I am walking with Elmer, a junior guide from the Pico Bonito lodge. We are on the steep slope of a mahogany plantation. We pause because we think we have seen a pair of purple fairies whizzing through.
From this slope at the foothills of Pico Bonito is a hazy morning view of Honduras' north coast. To the northeast, we can see the outer edge of La Ceiba. On the broad plain in front of us are Dole's plantations – lime green rows of pineapples. To the west is the Cuero y Salado National Park, where just a sliver of mangroves have been preserved. Beyond it, the silvery Caribbean.
This Honduran Province, Atlántida, is not the end of the world, but geographically, it is close. You could say, in fact, that Atlántida is sort of the edge of the wilderness. Were we to walk east from here, we would end up in the province of Colón, and then Gracias a Dios. The coastal edge of those Provinces are the Mosquito Coast - one of the last true wild places left in this hemisphere. To the east lie marshy riverine lowland so inaccessible that to this day, vast tracts of it remain only thinly inhabitated. Were we to walk south, we would end up in Olancho, a rugged pine-laden backcountry.
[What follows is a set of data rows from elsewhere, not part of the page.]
/// Reconcile the fields of one table and stage the constraints their
/// flags describe.
fn sync_fields(
    db: &mut Database,
    table: TableId,
    table_name: &str,
    columns: &[ColumnRow],
) -> Result<Vec<Constraint>> {
    let case_insensitive = db.config().case_insensitive_names;
    let mut position = 0;
    let mut seen = HashSet::new();
    let mut pk_fields = Vec::new();
    let mut single = Vec::new();
    let mut fk_groups: IndexMap<String, Vec<FkPair>> = IndexMap::new();

    for column in columns {
        let type_name = column_type(table_name, column)?;
        let data_type = db
            .data_types_mut()
            .get_or_declare(type_name, table_name, &column.name);

        let existing = db
            .table(table)
            .and_then(|t| t.find_field(&column.name, case_insensitive))
            .map(|f| f.id());
        let field = match existing {
            Some(id) => {
                if let Some(index) = db.table(table).and_then(|t| t.field_index(id)) {
                    position = index + 1;
                }
                db.update_field(id, |f| apply_column(f, column, data_type))?;
                id
            }
            None => {
                let mut field = Field::new(column.name.clone());
                apply_column(&mut field, column, data_type);
                let id = db.add_field_at(table, field, position)?;
                position += 1;
                id
            }
        };
        seen.insert(field);

        if column.not_null {
            single.push(Constraint::not_null(table, field));
        }
        if column.primary_key {
            pk_fields.push(field);
        }
        if column.unique {
            single.push(Constraint::unique(table).with_fields(vec![field]));
        }
        if let Some(target) = column.foreign_key.as_deref().filter(|s| !s.is_empty()) {
            match target.rsplit_once('.') {
                Some((ref_table, _)) => fk_groups
                    .entry(ref_table.to_string())
                    .or_default()
                    .push(FkPair::deferred(field, EntityRef::by_name(RefKind::Field, target))),
                None => warn!(
                    table = %table_name,
                    field = %column.name,
                    target = %target,
                    "ignoring foreign key target without table part"
                ),
            }
        }
    }

    let orphans: Vec<FieldId> = db
        .table(table)
        .map(|t| t.field_ids().filter(|id| !seen.contains(id)).collect())
        .unwrap_or_default();
    for id in orphans {
        db.remove_field(id)?;
    }

    let mut staged = Vec::new();
    if !pk_fields.is_empty() {
        staged.push(Constraint::primary_key(table).with_fields(pk_fields));
    }
    staged.extend(single);
    for (_, pairs) in fk_groups {
        staged.push(Constraint::foreign_key(table).with_pairs(pairs));
    }
    Ok(staged)
}
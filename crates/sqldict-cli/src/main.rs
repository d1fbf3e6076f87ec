//! sqldict command-line tool
//!
//! Inspects, checks and refreshes XML schema dictionaries.

mod error;
mod formatter;

use clap::{Parser, Subcommand};
use error::CliError;
use formatter::OutputFormat;
use sqldict_core::{
    load_from_xml, save_to_xml, Database, DictConfig, SchemaSnapshot, SchemaSync,
    TracingEventSink,
};
use std::path::{Path, PathBuf};
use std::sync::Arc;
use tracing::info;
use tracing_subscriber::EnvFilter;

/// sqldict schema dictionary tool
#[derive(Parser, Debug)]
#[command(name = "sqldict")]
#[command(version, about = "Schema dictionary tool")]
pub struct Args {
    /// Match table and field names case-insensitively
    #[arg(long, global = true)]
    pub case_insensitive: bool,

    /// Indentation width of written XML
    #[arg(long, global = true, default_value_t = sqldict_core::config::DEFAULT_XML_INDENT)]
    pub indent: usize,

    /// Output format
    #[arg(long, global = true, default_value = "text", value_enum)]
    pub format: OutputFormat,

    #[command(subcommand)]
    pub command: Command,
}

#[derive(Subcommand, Debug)]
pub enum Command {
    /// Print the contents of a dictionary
    Show {
        /// Dictionary file
        xml: PathBuf,
    },
    /// Report constraints whose references cannot be bound
    Check {
        /// Dictionary file
        xml: PathBuf,
    },
    /// Reconcile a dictionary with an introspection snapshot
    Sync {
        /// Snapshot file (JSON)
        snapshot: PathBuf,

        /// Existing dictionary to update
        #[arg(long)]
        base: Option<PathBuf>,

        /// Where to write the result (stdout if absent)
        #[arg(short, long)]
        output: Option<PathBuf>,

        /// Snapshot rows are untyped cell arrays
        #[arg(long)]
        raw: bool,

        /// Leave views untouched
        #[arg(long)]
        no_views: bool,
    },
    /// Check that saving a loaded dictionary reproduces it
    Roundtrip {
        /// Dictionary file
        xml: PathBuf,
    },
}

impl Args {
    /// Build the dictionary configuration from the flags.
    pub fn to_config(&self) -> DictConfig {
        let sync_views = !matches!(self.command, Command::Sync { no_views: true, .. });
        DictConfig::new()
            .with_case_insensitive_names(self.case_insensitive)
            .with_sync_views(sync_views)
            .with_xml_indent(self.indent)
    }
}

fn main() {
    tracing_subscriber::fmt()
        .with_writer(std::io::stderr)
        .with_env_filter(
            EnvFilter::try_from_default_env().unwrap_or_else(|_| EnvFilter::new("sqldict=info")),
        )
        .init();

    let args = Args::parse();

    if let Err(e) = run(args) {
        eprintln!("Error: {}", e);
        std::process::exit(1);
    }
}

fn run(args: Args) -> Result<(), CliError> {
    let config = args.to_config();
    match &args.command {
        Command::Show { xml } => {
            let db = open(config, xml)?;
            print!("{}", db.dump());
            Ok(())
        }
        Command::Check { xml } => {
            let db = open(config, xml)?;
            let report = formatter::format_activation(&db, args.format)?;
            if !report.is_empty() {
                println!("{}", report);
            }
            match db.constraints().filter(|c| !c.is_active()).count() {
                0 => Ok(()),
                n => Err(CliError::Inactive(n)),
            }
        }
        Command::Sync {
            snapshot,
            base,
            output,
            raw,
            ..
        } => run_sync(config, snapshot, base.as_deref(), output.as_deref(), *raw, args.format),
        Command::Roundtrip { xml } => {
            let first = save_to_xml(&open(config.clone(), xml)?)?;
            let mut reloaded = Database::new(config);
            load_from_xml(&mut reloaded, &first)?;
            let second = save_to_xml(&reloaded)?;
            if first != second {
                return Err(CliError::Unstable(xml.display().to_string()));
            }
            info!(path = %xml.display(), "round trip is stable");
            Ok(())
        }
    }
}

fn read(path: &Path) -> Result<String, CliError> {
    std::fs::read_to_string(path).map_err(|e| CliError::io(path, e))
}

/// Load a dictionary file into a fresh database.
fn open(config: DictConfig, path: &Path) -> Result<Database, CliError> {
    let mut db = Database::new(config);
    load_from_xml(&mut db, &read(path)?)?;
    info!(
        path = %path.display(),
        tables = db.table_count(),
        constraints = db.constraint_count(),
        "dictionary loaded"
    );
    Ok(db)
}

fn run_sync(
    config: DictConfig,
    snapshot: &Path,
    base: Option<&Path>,
    output: Option<&Path>,
    raw: bool,
    format: OutputFormat,
) -> Result<(), CliError> {
    let json = read(snapshot)?;
    let source = if raw {
        SchemaSnapshot::from_raw_json(&json)?
    } else {
        SchemaSnapshot::from_json(&json)?
    };

    let mut db = match base {
        Some(path) => open(config, path)?,
        None => Database::new(config),
    };
    db.set_event_sink(Arc::new(TracingEventSink));

    let report = SchemaSync::new(&source).run(&mut db)?;
    let xml = save_to_xml(&db)?;
    match output {
        Some(path) => {
            std::fs::write(path, xml).map_err(|e| CliError::io(path, e))?;
            println!("{}", formatter::format_report(&report, format)?);
        }
        None => print!("{}", xml),
    }
    Ok(())
}
//! Schema dictionary object graph.
//!
//! The catalog holds tables, fields and constraints, the handles linking
//! them, and the deferred references used before a link can be bound.

mod constraint;
mod database;
mod entity_ref;
mod field;
mod ids;
mod table;
mod types;

pub use constraint::{
    field_ref, Constraint, ConstraintData, ConstraintKind, FkAction, FkPair, RemoteField,
};
pub use database::{new_shared_database, Database, SharedDatabase, TableSet};
pub use entity_ref::{EntityRef, RefBy, RefHandle, RefKind, RefState, Resolver};
pub use field::Field;
pub use ids::{ConstraintId, FieldId, TableId};
pub use table::Table;
pub use types::{DataType, DataTypeRegistry, DefaultValue, FieldAttributes, ValueType};
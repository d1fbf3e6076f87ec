//! Integration tests for the dictionary: sync, cascades and XML persistence.

use sqldict_core::catalog::field_ref;
use sqldict_core::{
    load_from_xml, save_to_xml, ColumnRow, Constraint, ConstraintKind, Database, DictConfig,
    DictEventKind, Error, Field, FkPair, MemoryEventSink, SchemaSnapshot, SchemaSync, SyncHandle,
    Table, TableRow,
};
use std::sync::Arc;

struct TestContext {
    db: Database,
    sink: Arc<MemoryEventSink>,
}

impl TestContext {
    fn new() -> Self {
        Self::with_config(DictConfig::default())
    }

    fn with_config(config: DictConfig) -> Self {
        let sink = Arc::new(MemoryEventSink::new());
        let db = Database::new(config).with_event_sink(sink.clone());
        Self { db, sink }
    }

    fn sync(&mut self, snapshot: &SchemaSnapshot) {
        SchemaSync::new(snapshot).run(&mut self.db).unwrap();
    }

    fn changes(&self) -> Vec<DictEventKind> {
        self.sink.changes().into_iter().map(|e| e.kind).collect()
    }
}

fn table_a() -> (TableRow, Vec<ColumnRow>) {
    (
        TableRow::new("a"),
        vec![
            ColumnRow::new("id", "int4").with_not_null().with_primary_key(),
            ColumnRow::new("b_id", "int4").with_foreign_key("b.id"),
            ColumnRow::new("label", "varchar").with_size(32),
        ],
    )
}

fn table_b() -> (TableRow, Vec<ColumnRow>) {
    (
        TableRow::new("b").with_description("referenced"),
        vec![ColumnRow::new("id", "int4").with_not_null().with_primary_key()],
    )
}

fn snapshot_ab() -> SchemaSnapshot {
    let (a, a_cols) = table_a();
    let (b, b_cols) = table_b();
    SchemaSnapshot::new().with_table(a, a_cols).with_table(b, b_cols)
}

fn snapshot_ba() -> SchemaSnapshot {
    let (a, a_cols) = table_a();
    let (b, b_cols) = table_b();
    SchemaSnapshot::new().with_table(b, b_cols).with_table(a, a_cols)
}

#[test]
fn test_resync_preserves_identity() {
    let mut ctx = TestContext::new();
    let snapshot = snapshot_ab();
    ctx.sync(&snapshot);

    let tables: Vec<_> = ctx.db.tables().map(|t| t.id()).collect();
    let fields: Vec<_> = ctx
        .db
        .tables()
        .flat_map(|t| t.field_ids().collect::<Vec<_>>())
        .collect();
    let constraints: Vec<_> = ctx.db.constraints().map(|c| c.id()).collect();
    ctx.sink.clear();

    let report = SchemaSync::new(&snapshot).run(&mut ctx.db).unwrap();
    assert!(report.is_unchanged());
    assert!(ctx.changes().is_empty());

    assert_eq!(ctx.db.tables().map(|t| t.id()).collect::<Vec<_>>(), tables);
    let after: Vec<_> = ctx
        .db
        .tables()
        .flat_map(|t| t.field_ids().collect::<Vec<_>>())
        .collect();
    assert_eq!(after, fields);
    assert_eq!(ctx.db.constraints().map(|c| c.id()).collect::<Vec<_>>(), constraints);
}

#[test]
fn test_forward_reference_in_either_order() {
    for snapshot in [snapshot_ab(), snapshot_ba()] {
        let mut ctx = TestContext::new();
        ctx.sync(&snapshot);

        let a = ctx.db.table_by_name("a").unwrap().id();
        let b = ctx.db.table_by_name("b").unwrap().id();
        let fks = ctx.db.tables_fk_constraints(Some(a), Some(b), true);
        assert_eq!(fks.len(), 1);
        assert!(fks[0].is_active());
        assert_eq!(fks[0].ref_table(), Some(b));
    }
}

#[test]
fn test_forward_reference_built_by_hand() {
    let mut ctx = TestContext::new();
    let a = ctx.db.add_table(Table::new("a")).unwrap();
    let b_id = ctx.db.add_field(a, Field::new("b_id")).unwrap();
    let fk = ctx
        .db
        .add_constraint(
            Constraint::foreign_key(a).with_pairs(vec![FkPair::deferred(b_id, field_ref("b", "id"))]),
        )
        .unwrap();
    assert!(!ctx.db.constraint(fk).unwrap().is_active());

    let b = ctx.db.add_table(Table::new("b")).unwrap();
    let id = ctx.db.add_field(b, Field::new("id")).unwrap();
    let fk = ctx.db.constraint(fk).unwrap();
    assert!(fk.is_active());
    assert!(fk.references_field(id));
}

#[test]
fn test_destroying_referenced_table_cascades() {
    let mut ctx = TestContext::new();
    ctx.sync(&snapshot_ab());
    let a = ctx.db.table_by_name("a").unwrap().id();
    let b = ctx.db.table_by_name("b").unwrap().id();
    ctx.sink.clear();

    ctx.db.remove_table(b).unwrap();

    assert!(ctx.db.fk_constraints().is_empty());
    let table_a = ctx.db.table(a).unwrap();
    assert_eq!(table_a.field_count(), 3);
    assert!(ctx.db.table_pk_constraint(a).is_some());
    assert!(ctx
        .changes()
        .iter()
        .any(|k| matches!(k, DictEventKind::ConstraintRemoved { kind: ConstraintKind::ForeignKey, .. })));
    ctx.db.verify_integrity().unwrap();
}

#[test]
fn test_xml_round_trip() {
    let mut ctx = TestContext::new();
    ctx.sync(&snapshot_ab());
    let saved = save_to_xml(&ctx.db).unwrap();

    let mut reloaded = Database::default();
    load_from_xml(&mut reloaded, &saved).unwrap();
    assert_eq!(save_to_xml(&reloaded).unwrap(), saved);
    assert_eq!(reloaded.table_count(), 2);
    assert_eq!(reloaded.constraint_count(), ctx.db.constraint_count());
    assert!(reloaded.constraints().all(|c| c.is_active()));
}

#[test]
fn test_tables_sorted_and_fields_in_column_order() {
    let snapshot = SchemaSnapshot::new()
        .with_table(
            TableRow::new("zebra"),
            vec![
                ColumnRow::new("z", "int4"),
                ColumnRow::new("a", "int4"),
                ColumnRow::new("m", "int4"),
            ],
        )
        .with_table(TableRow::new("apple"), vec![ColumnRow::new("id", "int4")])
        .with_table(TableRow::new("mango"), vec![ColumnRow::new("id", "int4")]);
    let mut ctx = TestContext::new();
    ctx.sync(&snapshot);

    let names: Vec<_> = ctx.db.tables().map(|t| t.name().to_string()).collect();
    assert_eq!(names, vec!["apple", "mango", "zebra"]);
    let fields: Vec<_> = ctx
        .db
        .table_by_name("zebra")
        .unwrap()
        .fields()
        .map(|f| f.name().to_string())
        .collect();
    assert_eq!(fields, vec!["z", "a", "m"]);
}

#[test]
fn test_equivalent_foreign_key_merges() {
    let mut ctx = TestContext::new();
    ctx.sync(&snapshot_ab());
    let a = ctx.db.table_by_name("a").unwrap().id();
    let b_id = ctx.db.field_by_name("a.b_id").unwrap().id();
    let b_pk = ctx.db.field_by_name("b.id").unwrap().id();
    let original = ctx.db.fk_constraints()[0].id();
    ctx.sink.clear();

    let merged = ctx
        .db
        .add_constraint(
            Constraint::foreign_key(a)
                .with_pairs(vec![FkPair::new(b_id, b_pk)])
                .with_name("a_b_fkey")
                .with_description("a points at b"),
        )
        .unwrap();

    assert_eq!(merged, original);
    assert_eq!(ctx.db.fk_constraints().len(), 1);
    let fk = ctx.db.constraint(original).unwrap();
    assert_eq!(fk.name.as_deref(), Some("a_b_fkey"));
    assert_eq!(fk.description.as_deref(), Some("a points at b"));
    assert!(matches!(
        ctx.changes().as_slice(),
        [DictEventKind::ConstraintUpdated { .. }]
    ));

    // A re-sync without names keeps the adopted name.
    ctx.sync(&snapshot_ab());
    assert_eq!(
        ctx.db.constraint(original).unwrap().name.as_deref(),
        Some("a_b_fkey")
    );
}

#[test]
fn test_absent_objects_are_removed() {
    let mut ctx = TestContext::new();
    ctx.sync(&snapshot_ab());
    let label = ctx.db.field_by_name("a.label").unwrap().id();

    // b disappears and a loses its label column.
    let shrunk = SchemaSnapshot::new().with_table(
        TableRow::new("a"),
        vec![
            ColumnRow::new("id", "int4").with_not_null().with_primary_key(),
            ColumnRow::new("b_id", "int4"),
        ],
    );
    let report = SchemaSync::new(&shrunk).run(&mut ctx.db).unwrap();

    assert_eq!(report.tables_removed, 1);
    assert_eq!(report.fields_removed, 2);
    assert!(ctx.db.table_by_name("b").is_none());
    assert!(ctx.db.field(label).is_none());
    assert!(ctx.db.fk_constraints().is_empty());
    ctx.db.verify_integrity().unwrap();
}

#[test]
fn test_cancelled_sync_reports_and_stops() {
    let mut ctx = TestContext::new();
    let handle = SyncHandle::new();
    handle.cancel();

    let err = SchemaSync::new(&snapshot_ab())
        .with_handle(handle)
        .run(&mut ctx.db)
        .unwrap_err();
    assert!(matches!(err, Error::SyncCancelled));
    let events: Vec<_> = ctx.sink.events().into_iter().map(|e| e.kind).collect();
    assert_eq!(events, vec![DictEventKind::SyncStarted, DictEventKind::SyncFinished]);
    assert!(ctx.db.is_empty());
}

#[test]
fn test_progress_events() {
    let mut ctx = TestContext::new();
    ctx.sync(&snapshot_ab());
    let progress: Vec<_> = ctx
        .sink
        .events()
        .into_iter()
        .filter_map(|e| match e.kind {
            DictEventKind::SyncProgress { done, total, .. } => Some((done, total)),
            _ => None,
        })
        .collect();
    assert_eq!(progress, vec![(1, 2), (2, 2)]);
}

#[test]
fn test_case_insensitive_names() {
    let mut ctx = TestContext::with_config(DictConfig::new().with_case_insensitive_names(true));
    ctx.sync(&snapshot_ab());
    assert!(ctx.db.table_by_name("A").is_some());
    assert!(ctx.db.field_by_name("B.ID").is_some());
}

#[test]
fn test_save_and_load_file() {
    let dir = tempfile::tempdir().unwrap();
    let path = dir.path().join("dict.xml");

    let mut ctx = TestContext::new();
    ctx.sync(&snapshot_ab());
    std::fs::write(&path, save_to_xml(&ctx.db).unwrap()).unwrap();

    let xml = std::fs::read_to_string(&path).unwrap();
    let mut reloaded = Database::default();
    load_from_xml(&mut reloaded, &xml).unwrap();
    assert_eq!(reloaded.dump(), ctx.db.dump());
}
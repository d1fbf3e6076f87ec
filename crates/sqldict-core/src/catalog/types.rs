//! Data types, default values and field attributes.

use crate::xml::ids;
use indexmap::IndexMap;
use serde::{Deserialize, Serialize};
use tracing::debug;

/// Category of values a data type holds.
#[derive(Debug, Clone, Copy, PartialEq, Eq, Hash, Serialize, Deserialize)]
pub enum ValueType {
    /// No value.
    Null,
    /// True/false.
    Boolean,
    /// 16-bit integer.
    SmallInt,
    /// 32-bit integer.
    Integer,
    /// 64-bit integer.
    BigInt,
    /// Arbitrary precision decimal.
    Numeric,
    /// Single precision float.
    Float,
    /// Double precision float.
    Double,
    /// Character data.
    String,
    /// Calendar date.
    Date,
    /// Time of day.
    Time,
    /// Date and time.
    Timestamp,
    /// Short binary data.
    Binary,
    /// Large binary object.
    Blob,
}

impl ValueType {
    /// Name used in the `default_g_type` XML attribute.
    pub fn name(&self) -> &'static str {
        match self {
            ValueType::Null => "null",
            ValueType::Boolean => "boolean",
            ValueType::SmallInt => "smallint",
            ValueType::Integer => "integer",
            ValueType::BigInt => "bigint",
            ValueType::Numeric => "numeric",
            ValueType::Float => "float",
            ValueType::Double => "double",
            ValueType::String => "string",
            ValueType::Date => "date",
            ValueType::Time => "time",
            ValueType::Timestamp => "timestamp",
            ValueType::Binary => "binary",
            ValueType::Blob => "blob",
        }
    }

    /// Parse a value type name.
    pub fn from_name(name: &str) -> Option<Self> {
        let vt = match name {
            "null" => ValueType::Null,
            "boolean" => ValueType::Boolean,
            "smallint" => ValueType::SmallInt,
            "integer" => ValueType::Integer,
            "bigint" => ValueType::BigInt,
            "numeric" => ValueType::Numeric,
            "float" => ValueType::Float,
            "double" => ValueType::Double,
            "string" => ValueType::String,
            "date" => ValueType::Date,
            "time" => ValueType::Time,
            "timestamp" => ValueType::Timestamp,
            "binary" => ValueType::Binary,
            "blob" => ValueType::Blob,
            _ => return None,
        };
        Some(vt)
    }
}

/// A named SQL data type.
#[derive(Debug, Clone, PartialEq, Eq)]
pub struct DataType {
    /// Name as reported by the DBMS (e.g. `varchar`).
    pub sql_name: String,
    /// Value category.
    pub value_type: ValueType,
    /// Free-form description.
    pub description: Option<String>,
    /// Declared on the fly for a name the registry did not know.
    pub custom: bool,
}

impl DataType {
    /// Create a data type.
    pub fn new(sql_name: impl Into<String>, value_type: ValueType) -> Self {
        Self {
            sql_name: sql_name.into(),
            value_type,
            description: None,
            custom: false,
        }
    }

    /// Create a custom type for a name nobody declared.
    pub fn custom(sql_name: impl Into<String>, description: impl Into<String>) -> Self {
        Self {
            sql_name: sql_name.into(),
            value_type: ValueType::Blob,
            description: Some(description.into()),
            custom: true,
        }
    }

    /// Set the description.
    pub fn with_description(mut self, description: impl Into<String>) -> Self {
        self.description = Some(description.into());
        self
    }

    /// Document-local id (`DT<name>`).
    pub fn xml_id(&self) -> String {
        ids::data_type_xml_id(&self.sql_name)
    }
}

/// Known data types, keyed by SQL name.
#[derive(Debug, Clone, Default)]
pub struct DataTypeRegistry {
    types: IndexMap<String, DataType>,
}

impl DataTypeRegistry {
    /// Create an empty registry.
    pub fn new() -> Self {
        Self::default()
    }

    /// Create a registry seeded with common SQL types.
    pub fn with_standard_types() -> Self {
        let mut registry = Self::new();
        let standard = [
            ("smallint", ValueType::SmallInt),
            ("int2", ValueType::SmallInt),
            ("integer", ValueType::Integer),
            ("int", ValueType::Integer),
            ("int4", ValueType::Integer),
            ("bigint", ValueType::BigInt),
            ("int8", ValueType::BigInt),
            ("numeric", ValueType::Numeric),
            ("decimal", ValueType::Numeric),
            ("real", ValueType::Float),
            ("float4", ValueType::Float),
            ("double precision", ValueType::Double),
            ("float8", ValueType::Double),
            ("boolean", ValueType::Boolean),
            ("bool", ValueType::Boolean),
            ("char", ValueType::String),
            ("character", ValueType::String),
            ("varchar", ValueType::String),
            ("character varying", ValueType::String),
            ("text", ValueType::String),
            ("date", ValueType::Date),
            ("time", ValueType::Time),
            ("timestamp", ValueType::Timestamp),
            ("timestamptz", ValueType::Timestamp),
            ("bytea", ValueType::Binary),
            ("varbinary", ValueType::Binary),
            ("blob", ValueType::Blob),
        ];
        for (name, vt) in standard {
            registry.register(DataType::new(name, vt));
        }
        registry
    }

    /// Register a type, replacing any type with the same name.
    pub fn register(&mut self, data_type: DataType) {
        self.types.insert(data_type.sql_name.clone(), data_type);
    }

    /// Look up a type by SQL name.
    pub fn get(&self, sql_name: &str) -> Option<&DataType> {
        self.types.get(sql_name)
    }

    /// Return the named type, declaring a custom one if it is unknown.
    pub fn get_or_declare(&mut self, sql_name: &str, table: &str, field: &str) -> DataType {
        if let Some(dt) = self.types.get(sql_name) {
            return dt.clone();
        }
        let dt = DataType::custom(
            sql_name,
            format!("Custom data type, declared for the {}.{} field", table, field),
        );
        debug!(data_type = %sql_name, table = %table, field = %field, "declared custom data type");
        self.register(dt.clone());
        dt
    }

    /// Iterate over registered types.
    pub fn iter(&self) -> impl Iterator<Item = &DataType> {
        self.types.values()
    }

    /// Number of registered types.
    pub fn len(&self) -> usize {
        self.types.len()
    }

    /// Check if empty.
    pub fn is_empty(&self) -> bool {
        self.types.is_empty()
    }
}

/// Default value of a field.
///
/// The value type may differ from the field's own type: a `timestamp`
/// column commonly defaults to the string `now()`.
#[derive(Debug, Clone, PartialEq, Eq)]
pub struct DefaultValue {
    /// Category the text is interpreted as.
    pub value_type: ValueType,
    /// Textual representation.
    pub text: String,
}

impl DefaultValue {
    /// Create a default value.
    pub fn new(value_type: ValueType, text: impl Into<String>) -> Self {
        Self {
            value_type,
            text: text.into(),
        }
    }

    /// Create a string default, as produced by introspection.
    pub fn string(text: impl Into<String>) -> Self {
        Self::new(ValueType::String, text)
    }
}

/// Bit flags on a field.
#[derive(Debug, Clone, Copy, PartialEq, Eq, Hash, Default)]
pub struct FieldAttributes(u32);

impl FieldAttributes {
    /// No flags.
    pub const NONE: FieldAttributes = FieldAttributes(0);
    /// Value generated by the DBMS on insert.
    pub const AUTO_INCREMENT: FieldAttributes = FieldAttributes(1);

    const AUTO_INCREMENT_TOKEN: &'static str = "AUTO_INCREMENT";

    /// Check if all flags of `other` are set.
    pub fn contains(self, other: FieldAttributes) -> bool {
        self.0 & other.0 == other.0
    }

    /// Set or clear the flags of `other`.
    pub fn set(&mut self, other: FieldAttributes, enabled: bool) {
        if enabled {
            self.0 |= other.0;
        } else {
            self.0 &= !other.0;
        }
    }

    /// Check if no flag is set.
    pub fn is_empty(self) -> bool {
        self.0 == 0
    }

    /// Parse a comma-separated `extra_attr` string. Unknown tokens are ignored.
    pub fn parse(extra: &str) -> Self {
        let mut attrs = FieldAttributes::NONE;
        for token in extra.split(',').map(str::trim).filter(|t| !t.is_empty()) {
            if token.eq_ignore_ascii_case(Self::AUTO_INCREMENT_TOKEN) {
                attrs.set(FieldAttributes::AUTO_INCREMENT, true);
            } else {
                debug!(token = %token, "ignoring unknown field attribute");
            }
        }
        attrs
    }

    /// Render as an `extra_attr` string, or `None` when empty.
    pub fn to_extra_attr(self) -> Option<String> {
        let mut tokens = Vec::new();
        if self.contains(FieldAttributes::AUTO_INCREMENT) {
            tokens.push(Self::AUTO_INCREMENT_TOKEN);
        }
        if tokens.is_empty() {
            None
        } else {
            Some(tokens.join(","))
        }
    }
}

#[cfg(test)]
mod tests {
    use super::*;

    #[test]
    fn test_value_type_names() {
        for vt in [
            ValueType::Boolean,
            ValueType::Integer,
            ValueType::String,
            ValueType::Timestamp,
            ValueType::Blob,
        ] {
            assert_eq!(ValueType::from_name(vt.name()), Some(vt));
        }
        assert_eq!(ValueType::from_name("gchararray"), None);
    }

    #[test]
    fn test_registry_standard_types() {
        let registry = DataTypeRegistry::with_standard_types();
        assert_eq!(
            registry.get("varchar").map(|dt| dt.value_type),
            Some(ValueType::String)
        );
        assert!(registry.get("geometry").is_none());
    }

    #[test]
    fn test_registry_declares_custom_type() {
        let mut registry = DataTypeRegistry::new();
        let dt = registry.get_or_declare("geometry", "places", "location");
        assert!(dt.custom);
        assert_eq!(dt.value_type, ValueType::Blob);
        assert_eq!(
            dt.description.as_deref(),
            Some("Custom data type, declared for the places.location field")
        );
        assert_eq!(registry.len(), 1);

        // Second lookup reuses the declared type.
        registry.get_or_declare("geometry", "other", "shape");
        assert_eq!(registry.len(), 1);
    }

    #[test]
    fn test_field_attributes() {
        let attrs = FieldAttributes::parse("FOO, auto_increment");
        assert!(attrs.contains(FieldAttributes::AUTO_INCREMENT));
        assert_eq!(attrs.to_extra_attr().as_deref(), Some("AUTO_INCREMENT"));

        let empty = FieldAttributes::parse("");
        assert!(empty.is_empty());
        assert_eq!(empty.to_extra_attr(), None);
    }
}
Even right at the edge of Pico Bonito National Park, we are at the edge of a wilderness still containing places never seen by man.
I don't speak Spanish. I am in no way ready to travel alone to northeastern Honduras' outpost towns alone. By staying for a few days at the Pico Bonito lodge, I have the luxury of bilingual guides, I have access to well-maintained trails and I am surrounded by comfort. My experience in Honduras will be simple and limited. But it is this place that I have been trying to get to for so long.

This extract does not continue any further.